En tercer lugar, es llamativo el desprecio con el que trata a la izquierda abertzale, por otra parte demasiado habitual, en sus comparecencias públicas. No sé si la iniciativa de Bildu de pedir una Ley de Consulta es la más idónea para caminar hacia la configuración de una alternativa propia y específica hacia la creación del Estado vasco, pero lo que es evidente es que tildar de «infantil y simplista» dicho planteamiento es una descalificación gratuita y fuera de lugar. Es más, si ustedes tenían incluido eso mismo como propuesta en su programa electoral, ¿cómo puede hablar de esa manera? Considerar «esfuerzo baldío» encontrar «paralelismos» entre Cataluna y nuestra realidad no parece nada acertado en un dirigente del PNV. ¿No cree, Sr. Ortuzar, que por encima de todas las diferencias, el proceso que se está impulsando en Cataluña nos incumbe, y que la votación del próximo 27 de setiembre tiene mucho que ver con nuestro futuro? El tiempo dirá, pero le apuesto a que el proceso catalán va a ser un factor clave también para el futuro de Euskal Herria.

Ustedes han abandonado la posibilidad de configurar un camino propio y autónomo hacia el Estado vasco, apostando sin ambages por un pacto con el PSE, pacto al que además le han concedido un valor estratégico. Y al apostar en favor de caminar con un partido que niega explícita y constantemente el derecho de los vascos y las vascas a decidir libremente nuestro futuro, apuestan por «renovar» un Estatuto que ustedes mismos no pocas veces han considerado superado y no adecuado para los nuevos tiempos.

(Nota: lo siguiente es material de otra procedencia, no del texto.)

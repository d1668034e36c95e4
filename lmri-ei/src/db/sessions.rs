//! Session (visit) lookups

use lmri_common::Result;
use sqlx::{Any, Executor};

use crate::models::Session;

/// Find the session of a candidate for a visit label at a center
pub async fn find_session<'e, E>(
    executor: E,
    cand_id: i64,
    visit_label: &str,
    center_id: i64,
) -> Result<Option<Session>>
where
    E: Executor<'e, Database = Any>,
{
    let session = sqlx::query_as::<_, Session>(
        r#"
        SELECT ID, CandID, Visit_label, CenterID
        FROM session
        WHERE CandID = ? AND Visit_label = ? AND CenterID = ?
        "#,
    )
    .bind(cand_id)
    .bind(visit_label)
    .bind(center_id)
    .fetch_optional(executor)
    .await?;

    Ok(session)
}
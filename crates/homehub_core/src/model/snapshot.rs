//! Full in-memory copy of every collection.

use crate::model::family::FamilyMember;
use crate::model::journal::JournalEntry;
use crate::model::record::{Record, RecordId};
use crate::model::shopping::{ShoppingItem, Store};
use crate::model::task::Task;
use serde::Serialize;

/// All five collections as of one read. Records carry their ids.
#[derive(Debug, Clone, Default, PartialEq, Eq, Serialize)]
#[serde(rename_all = "camelCase")]
pub struct Snapshot {
    pub tasks: Vec<Task>,
    pub stores: Vec<Store>,
    pub shopping_lists: Vec<ShoppingItem>,
    pub family_members: Vec<FamilyMember>,
    pub journal_entries: Vec<JournalEntry>,
}

impl Snapshot {
    /// Every cached record of type `T`.
    pub fn records<T: SnapshotSlot>(&self) -> &[T] {
        T::slot(self)
    }

    /// Cached record of type `T` with this id.
    pub fn find<T: SnapshotSlot>(&self, id: RecordId) -> Option<&T> {
        T::slot(self).iter().find(|record| record.id() == Some(id))
    }

    pub(crate) fn find_mut<T: SnapshotSlot>(&mut self, id: RecordId) -> Option<&mut T> {
        T::slot_mut(self)
            .iter_mut()
            .find(|record| record.id() == Some(id))
    }

    pub fn task(&self, id: RecordId) -> Option<&Task> {
        self.find(id)
    }

    pub fn store(&self, id: RecordId) -> Option<&Store> {
        self.find(id)
    }

    /// First store whose name matches case-insensitively.
    pub fn store_named(&self, name: &str) -> Option<&Store> {
        self.stores.iter().find(|store| store.has_name(name))
    }

    pub fn shopping_item(&self, id: RecordId) -> Option<&ShoppingItem> {
        self.find(id)
    }

    /// Items on one store's list, in key order.
    pub fn items_for_store(&self, store_id: RecordId) -> impl Iterator<Item = &ShoppingItem> {
        self.shopping_lists
            .iter()
            .filter(move |item| item.store_id == store_id)
    }

    pub fn journal_entry(&self, id: RecordId) -> Option<&JournalEntry> {
        self.find(id)
    }

    /// First member with this exact name. Duplicate names resolve to the
    /// lowest id, since assignment is by name only.
    pub fn member_named(&self, name: &str) -> Option<&FamilyMember> {
        self.family_members.iter().find(|member| member.name == name)
    }

    /// Returns whether every collection is empty.
    pub fn is_empty(&self) -> bool {
        self.tasks.is_empty()
            && self.stores.is_empty()
            && self.shopping_lists.is_empty()
            && self.family_members.is_empty()
            && self.journal_entries.is_empty()
    }
}

/// Maps a record type to its vector inside [`Snapshot`].
pub trait SnapshotSlot: Record {
    fn slot(snapshot: &Snapshot) -> &[Self];
    fn slot_mut(snapshot: &mut Snapshot) -> &mut Vec<Self>;
}

macro_rules! snapshot_slot {
    ($record:ty, $field:ident) => {
        impl SnapshotSlot for $record {
            fn slot(snapshot: &Snapshot) -> &[Self] {
                &snapshot.$field
            }

            fn slot_mut(snapshot: &mut Snapshot) -> &mut Vec<Self> {
                &mut snapshot.$field
            }
        }
    };
}

snapshot_slot!(Task, tasks);
snapshot_slot!(Store, stores);
snapshot_slot!(ShoppingItem, shopping_lists);
snapshot_slot!(FamilyMember, family_members);
snapshot_slot!(JournalEntry, journal_entries);
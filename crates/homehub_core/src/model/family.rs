//! Family member model.

use crate::model::record::{require_text, Collection, Record, RecordId, RecordValidationError};
use chrono::NaiveDate;
use serde::{Deserialize, Serialize};

/// A household member. `name` is what tasks reference as assignee.
#[derive(Debug, Clone, PartialEq, Eq, Serialize, Deserialize)]
pub struct FamilyMember {
    #[serde(default, skip_serializing_if = "Option::is_none")]
    pub id: Option<RecordId>,
    pub name: String,
    #[serde(default, skip_serializing_if = "Option::is_none")]
    pub birthday: Option<NaiveDate>,
}

impl FamilyMember {
    pub fn new(name: impl Into<String>, birthday: Option<NaiveDate>) -> Self {
        Self {
            id: None,
            name: name.into(),
            birthday,
        }
    }
}

impl Record for FamilyMember {
    const COLLECTION: Collection = Collection::FamilyMembers;

    fn id(&self) -> Option<RecordId> {
        self.id
    }

    fn set_id(&mut self, id: RecordId) {
        self.id = Some(id);
    }

    fn validate(&self) -> Result<(), RecordValidationError> {
        require_text(Self::COLLECTION, "name", &self.name)
    }
}
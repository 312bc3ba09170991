//! In-memory application state and the read models built from it.
//!
//! # Responsibility
//! - Own the snapshot front-ends render from.
//! - Keep reload and optimistic updates the only ways it changes.

pub mod app_state;
pub mod projection;
//! Runtime configuration for embedding the household core.
//!
//! Front-ends build a [`HubConfig`] (from flags, env or defaults) and use it
//! to open storage and start logging.

use crate::db::{self, InitializationError, DEFAULT_DB_FILE_NAME};
use crate::logging::{default_log_level, init_logging, LoggingError};
use rusqlite::Connection;
use std::path::PathBuf;

/// Where the database lives.
#[derive(Debug, Clone, PartialEq, Eq)]
pub enum DbLocation {
    File(PathBuf),
    /// Private, discarded when the connection closes.
    InMemory,
}

#[derive(Debug, Clone, PartialEq, Eq)]
pub struct HubConfig {
    pub db: DbLocation,
    pub log_level: String,
    /// File logging is off when `None`.
    pub log_dir: Option<PathBuf>,
    /// Insert default data when every collection is empty.
    pub seed_on_first_run: bool,
}

impl Default for HubConfig {
    fn default() -> Self {
        Self {
            db: DbLocation::File(PathBuf::from(DEFAULT_DB_FILE_NAME)),
            log_level: default_log_level().to_string(),
            log_dir: None,
            seed_on_first_run: true,
        }
    }
}

impl HubConfig {
    /// Opens (and on first run creates) the configured database.
    pub fn open_db(&self) -> Result<Connection, InitializationError> {
        match &self.db {
            DbLocation::File(path) => db::initialize(path),
            DbLocation::InMemory => db::initialize_in_memory(),
        }
    }

    /// Starts file logging when a directory is configured.
    pub fn init_logging(&self) -> Result<(), LoggingError> {
        match &self.log_dir {
            Some(dir) => init_logging(&self.log_level, dir),
            None => Ok(()),
        }
    }
}

#[cfg(test)]
mod tests {
    use super::{DbLocation, HubConfig};
    use crate::db::migrations::{current_user_version, latest_version};

    #[test]
    fn default_config_targets_file_database_with_seeding() {
        let config = HubConfig::default();
        assert!(matches!(config.db, DbLocation::File(ref path) if path.ends_with("homehub.sqlite3")));
        assert!(config.seed_on_first_run);
        assert!(config.log_dir.is_none());
        config.init_logging().unwrap();
    }

    #[test]
    fn in_memory_config_opens_migrated_database() {
        let config = HubConfig {
            db: DbLocation::InMemory,
            ..HubConfig::default()
        };
        let conn = config.open_db().unwrap();
        assert_eq!(current_user_version(&conn).unwrap(), latest_version());
    }
}
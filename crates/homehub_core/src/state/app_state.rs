//! Application state cache.
//!
//! # Responsibility
//! - Hold one consistent in-memory snapshot of every collection for
//!   synchronous reads by front-ends.
//! - Rebuild that snapshot wholesale from storage on `reload`.
//! - Apply single-record optimistic updates without a reload.
//!
//! # Invariants
//! - The snapshot equals the store as of the last completed reload, plus any
//!   optimistic updates that persisted successfully since.
//! - `reload` replaces the snapshot only after every collection was read; a
//!   failed reload leaves the previous snapshot untouched.
//! - An optimistic update whose write fails is rolled back in the cache.

use crate::model::record::RecordId;
use crate::model::shopping::ShoppingItem;
use crate::model::snapshot::{Snapshot, SnapshotSlot};
use crate::repo::record_repo::{ReadError, RecordRepository, WriteResult};
use log::{error, info, warn};
use std::error::Error;
use std::fmt::{Display, Formatter};
use std::time::Instant;

/// Reload failed; the cache still holds the previous snapshot.
#[derive(Debug)]
pub struct ReloadError(pub ReadError);

impl Display for ReloadError {
    fn fmt(&self, f: &mut Formatter<'_>) -> std::fmt::Result {
        write!(f, "state reload failed: {}", self.0)
    }
}

impl Error for ReloadError {
    fn source(&self) -> Option<&(dyn Error + 'static)> {
        Some(&self.0)
    }
}

impl From<ReadError> for ReloadError {
    fn from(value: ReadError) -> Self {
        Self(value)
    }
}

/// Owned cache handed by reference to whatever renders from it.
#[derive(Debug, Clone, Default)]
pub struct AppState {
    snapshot: Snapshot,
    reloads: u64,
}

impl AppState {
    /// Creates an empty cache. Call [`AppState::reload`] before rendering.
    pub fn new() -> Self {
        Self::default()
    }

    /// Current snapshot.
    pub fn snapshot(&self) -> &Snapshot {
        &self.snapshot
    }

    /// Number of reloads that completed successfully.
    pub fn reload_count(&self) -> u64 {
        self.reloads
    }

    /// Re-reads every collection and swaps the new snapshot in.
    ///
    /// # Errors
    /// - `ReloadError` when any collection read fails. Nothing in the cache
    ///   changes in that case.
    pub fn reload<R: RecordRepository>(&mut self, repo: &R) -> Result<(), ReloadError> {
        let started_at = Instant::now();
        let snapshot = repo.load_snapshot().map_err(|err| {
            error!(
                "event=state_reload module=state status=error duration_ms={} error={err}",
                started_at.elapsed().as_millis()
            );
            ReloadError(err)
        })?;

        self.snapshot = snapshot;
        self.reloads += 1;
        info!(
            "event=state_reload module=state status=ok duration_ms={} tasks={} stores={} items={} members={} journal={}",
            started_at.elapsed().as_millis(),
            self.snapshot.tasks.len(),
            self.snapshot.stores.len(),
            self.snapshot.shopping_lists.len(),
            self.snapshot.family_members.len(),
            self.snapshot.journal_entries.len()
        );
        Ok(())
    }

    /// Edits one cached record in place, then persists it.
    ///
    /// Returns `Ok(false)` when the record is not cached; nothing is written
    /// then. When the write fails the cached record is restored to its
    /// previous value and the error is returned.
    pub fn apply_optimistic<T, R, F>(&mut self, repo: &R, id: RecordId, edit: F) -> WriteResult<bool>
    where
        T: SnapshotSlot,
        R: RecordRepository,
        F: FnOnce(&mut T),
    {
        let Some(record) = self.snapshot.find_mut::<T>(id) else {
            return Ok(false);
        };

        let previous = record.clone();
        edit(record);
        let updated = record.clone();

        if let Err(err) = repo.put(&updated) {
            warn!(
                "event=optimistic_update module=state status=rolled_back collection={} id={id} error={err}",
                T::COLLECTION
            );
            if let Some(record) = self.snapshot.find_mut::<T>(id) {
                *record = previous;
            }
            return Err(err);
        }

        Ok(true)
    }

    /// Sets a shopping item's completion flag without a full reload.
    pub fn toggle_shopping_item<R: RecordRepository>(
        &mut self,
        repo: &R,
        id: RecordId,
        completed: bool,
    ) -> WriteResult<bool> {
        self.apply_optimistic::<ShoppingItem, _, _>(repo, id, |item| item.completed = completed)
    }
}
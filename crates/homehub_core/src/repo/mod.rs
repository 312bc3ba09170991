//! Repository layer abstractions and persistence implementations.
//!
//! # Responsibility
//! - Define the data access contract over the five record collections.
//! - Isolate SQLite and body encoding from service orchestration.
//!
//! # Invariants
//! - Repository writes enforce `Record::validate()` before persistence.
//! - `get` reports absence as `Ok(None)`; only engine or decode failures are
//!   errors.

pub mod record_repo;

Ustedes sabrán por qué apuestan por la vía «vasco-española», en lugar de apostar por «la vía vasca» abierta y plural construida entre todas y todos quienes, con distintos matices, aceptamos la realidad diferencial de Euskal Herria.

En la construcción de Euskal Herria todas y todos somos necesarios y una de las funciones de los políticos debe ser impulsar las sinergias que vayan surgiendo en el seno de la sociedad. Difícil labor con declaraciones tan hirientes. ¿Es mucho exigir un poco de respeto mutuo, a todas las personas públicas sin excepción, sin menoscabo del necesario debate y contraste de proyectos?